> **INSTRUCTIONS FOR THE TASK**
Go through the entries and tally the lines containing the word "JoinHandle". Only the total is wanted.

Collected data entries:

:::::

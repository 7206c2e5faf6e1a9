//! Time-based trigger for check runs.
//!
//! Accepts either a fixed interval or a cron expression. Scheduled ticks use
//! [`RingMonitor::try_run_check`], so a tick landing while another run (for
//! example a manual recheck) is in progress is dropped rather than queued.

use std::fmt;
use std::str::FromStr;
use std::sync::Arc;
use std::time::Duration;

use chrono::{DateTime, Utc};
use thiserror::Error;
use tokio::task::JoinHandle;
use tokio::time::{MissedTickBehavior, interval};
use tracing::{error, info, warn};

use crate::error::RingError;
use crate::monitor::RingMonitor;

#[derive(Debug, Error, PartialEq, Eq)]
pub enum ScheduleError {
    #[error("Invalid cron expression '{expr}': {reason}")]
    InvalidCron { expr: String, reason: String },

    #[error("Check interval must be at least one second")]
    ZeroInterval,
}

#[derive(Debug, Clone)]
pub enum CheckSchedule {
    Interval(Duration),
    Cron { expr: String, schedule: Box<cron::Schedule> },
}

impl CheckSchedule {
    pub fn every(interval: Duration) -> Result<Self, ScheduleError> {
        if interval.as_secs() == 0 {
            return Err(ScheduleError::ZeroInterval);
        }
        Ok(CheckSchedule::Interval(interval))
    }

    /// Parse a cron expression. Five-field expressions get a leading seconds
    /// field of `0`; `@hourly`-style shorthands are passed through.
    pub fn cron(expr: &str) -> Result<Self, ScheduleError> {
        let expr = expr.trim();
        let normalized = if !expr.starts_with('@') && expr.split_whitespace().count() == 5 {
            format!("0 {expr}")
        } else {
            expr.to_string()
        };

        cron::Schedule::from_str(&normalized)
            .map(|schedule| CheckSchedule::Cron { expr: expr.to_string(), schedule: Box::new(schedule) })
            .map_err(|e| ScheduleError::InvalidCron { expr: expr.to_string(), reason: e.to_string() })
    }

    /// Delay from `now` until the next run, `None` when nothing is upcoming
    pub fn next_delay(&self, now: DateTime<Utc>) -> Option<Duration> {
        match self {
            CheckSchedule::Interval(interval) => Some(*interval),
            CheckSchedule::Cron { schedule, .. } => {
                let next = schedule.after(&now).next()?;
                Some((next - now).to_std().unwrap_or_default())
            }
        }
    }

    /// Start the scheduler loop as a background task
    pub fn spawn(self, monitor: Arc<RingMonitor>, run_on_start: bool) -> JoinHandle<()> {
        info!("Scheduling check runs: {}", self);

        tokio::spawn(async move {
            if run_on_start {
                trigger(&monitor).await;
            }

            match &self {
                CheckSchedule::Interval(period) => {
                    let mut timer = interval(*period);
                    timer.set_missed_tick_behavior(MissedTickBehavior::Delay);
                    // The first tick completes immediately
                    timer.tick().await;

                    loop {
                        timer.tick().await;
                        trigger(&monitor).await;
                    }
                }
                CheckSchedule::Cron { .. } => loop {
                    let Some(delay) = self.next_delay(Utc::now()) else {
                        warn!("Cron schedule has no upcoming run, stopping scheduler");
                        break;
                    };
                    tokio::time::sleep(delay).await;
                    trigger(&monitor).await;
                },
            }
        })
    }
}

impl fmt::Display for CheckSchedule {
    fn fmt(&self, f: &mut fmt::Formatter<'_>) -> fmt::Result {
        match self {
            CheckSchedule::Interval(interval) => write!(f, "every {}s", interval.as_secs()),
            CheckSchedule::Cron { expr, .. } => write!(f, "cron '{expr}'"),
        }
    }
}

async fn trigger(monitor: &RingMonitor) {
    match monitor.try_run_check().await {
        Ok(_) => {}
        Err(RingError::RunInProgress) => {
            info!("Skipping scheduled check: a run is already in progress");
        }
        Err(e) => error!("Scheduled check run failed: {}", e),
    }
}

#[cfg(test)]
mod tests {
    use super::*;
    use chrono::TimeZone;

    #[test]
    fn test_parse_five_field_cron() {
        let schedule = CheckSchedule::cron("*/30 * * * *").unwrap();
        let now = Utc.with_ymd_and_hms(2024, 1, 1, 12, 10, 0).unwrap();

        assert_eq!(schedule.next_delay(now), Some(Duration::from_secs(20 * 60)));
    }

    #[test]
    fn test_parse_six_field_cron() {
        let schedule = CheckSchedule::cron("0 0 * * * *").unwrap();
        let now = Utc.with_ymd_and_hms(2024, 1, 1, 12, 59, 30).unwrap();

        assert_eq!(schedule.next_delay(now), Some(Duration::from_secs(30)));
    }

    #[test]
    fn test_invalid_cron_is_rejected() {
        assert!(matches!(
            CheckSchedule::cron("every now and then"),
            Err(ScheduleError::InvalidCron { .. })
        ));
    }

    #[test]
    fn test_interval_schedule() {
        let schedule = CheckSchedule::every(Duration::from_secs(90)).unwrap();
        assert_eq!(schedule.next_delay(Utc::now()), Some(Duration::from_secs(90)));
        assert_eq!(CheckSchedule::every(Duration::ZERO).unwrap_err(), ScheduleError::ZeroInterval);
    }
}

:::::

> **WRITTEN ANSWER**
2